PROVIDED RECORDS:
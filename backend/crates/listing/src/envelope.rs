//! Uniform response envelope for listing endpoints.

use serde::Serialize;
use serde_json::Value;

use crate::project::project_fields;
use crate::query::ListQuery;

/// Reference to an adjacent page.
#[derive(Debug, Clone, Copy, PartialEq, Eq, Serialize)]
pub struct PageLink {
    /// One-based page number.
    pub page: u32,
    /// Page size carried over from the request.
    pub limit: u32,
}

/// `next`/`prev` descriptors; either side is omitted at the boundary.
#[derive(Debug, Clone, Copy, PartialEq, Eq, Default, Serialize)]
pub struct Pagination {
    /// Present while further records exist beyond this page.
    #[serde(skip_serializing_if = "Option::is_none")]
    pub next: Option<PageLink>,
    /// Present when this page is not the first.
    #[serde(skip_serializing_if = "Option::is_none")]
    pub prev: Option<PageLink>,
}

impl Pagination {
    /// Compute descriptors for `page`/`limit` against the filtered total.
    #[must_use]
    pub fn compute(page: u32, limit: u32, total: u64) -> Self {
        let skip = u64::from(page.saturating_sub(1)) * u64::from(limit);
        let end = u64::from(page) * u64::from(limit);

        Self {
            next: (end < total).then(|| PageLink {
                page: page + 1,
                limit,
            }),
            prev: (skip > 0).then(|| PageLink {
                page: page - 1,
                limit,
            }),
        }
    }
}

/// The uniform `{success, count, pagination, data}` listing envelope.
#[derive(Debug, Clone, PartialEq, Serialize)]
pub struct Envelope {
    /// Always `true`; failures use the error envelope instead.
    pub success: bool,
    /// Number of records in `data` (this page, not the total).
    pub count: usize,
    /// Adjacent-page descriptors.
    pub pagination: Pagination,
    /// Serialized records, projected through `select` when present.
    pub data: Vec<Value>,
}

impl Envelope {
    /// Assemble the envelope for one page of results.
    ///
    /// `always_keep` names serialized fields that survive projection even
    /// when `select` omits them; listing endpoints pass their expanded
    /// relation keys here.
    #[must_use]
    pub fn build(
        mut data: Vec<Value>,
        query: &ListQuery,
        total: u64,
        always_keep: &[&str],
    ) -> Self {
        if let Some(select) = query.select.as_deref() {
            for record in &mut data {
                project_fields(record, select, always_keep);
            }
        }

        Self {
            success: true,
            count: data.len(),
            pagination: Pagination::compute(query.page, query.limit, total),
            data,
        }
    }
}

THE TASK: The entries above must be written out again exactly as they are.

THE COMPLETED TASK:
filename backend/crates/listing/src/envelope.rs
//! Uniform response envelope for listing endpoints.

use serde::Serialize;
use serde_json::Value;

use crate::project::project_fields;
use crate::query::ListQuery;

/// Reference to an adjacent page.
#[derive(Debug, Clone, Copy, PartialEq, Eq, Serialize)]
pub struct PageLink {
    /// One-based page number.
    pub page: u32,
    /// Page size carried over from the request.
    pub limit: u32,
}

/// `next`/`prev` descriptors; either side is omitted at the boundary.
#[derive(Debug, Clone, Copy, PartialEq, Eq, Default, Serialize)]
pub struct Pagination {
    /// Present while further records exist beyond this page.
    #[serde(skip_serializing_if = "Option::is_none")]
    pub next: Option<PageLink>,
    /// Present when this page is not the first.
    #[serde(skip_serializing_if = "Option::is_none")]
    pub prev: Option<PageLink>,
}

impl Pagination {
    /// Compute descriptors for `page`/`limit` against the filtered total.
    #[must_use]
    pub fn compute(page: u32, limit: u32, total: u64) -> Self {
        let skip = u64::from(page.saturating_sub(1)) * u64::from(limit);
        let end = u64::from(page) * u64::from(limit);

        Self {
            next: (end < total).then(|| PageLink {
                page: page + 1,
                limit,
            }),
            prev: (skip > 0).then(|| PageLink {
                page: page - 1,
                limit,
            }),
        }
    }
}

/// The uniform `{success, count, pagination, data}` listing envelope.
#[derive(Debug, Clone, PartialEq, Serialize)]
pub struct Envelope {
    /// Always `true`; failures use the error envelope instead.
    pub success: bool,
    /// Number of records in `data` (this page, not the total).
    pub count: usize,
    /// Adjacent-page descriptors.
    pub pagination: Pagination,
    /// Serialized records, projected through `select` when present.
    pub data: Vec<Value>,
}

impl Envelope {
    /// Assemble the envelope for one page of results.
    ///
    /// `always_keep` names serialized fields that survive projection even
    /// when `select` omits them; listing endpoints pass their expanded
    /// relation keys here.
    #[must_use]
    pub fn build(
        mut data: Vec<Value>,
        query: &ListQuery,
        total: u64,
        always_keep: &[&str],
    ) -> Self {
        if let Some(select) = query.select.as_deref() {
            for record in &mut data {
                project_fields(record, select, always_keep);
            }
        }

        Self {
            success: true,
            count: data.len(),
            pagination: Pagination::compute(query.page, query.limit, total),
            data,
        }
    }
}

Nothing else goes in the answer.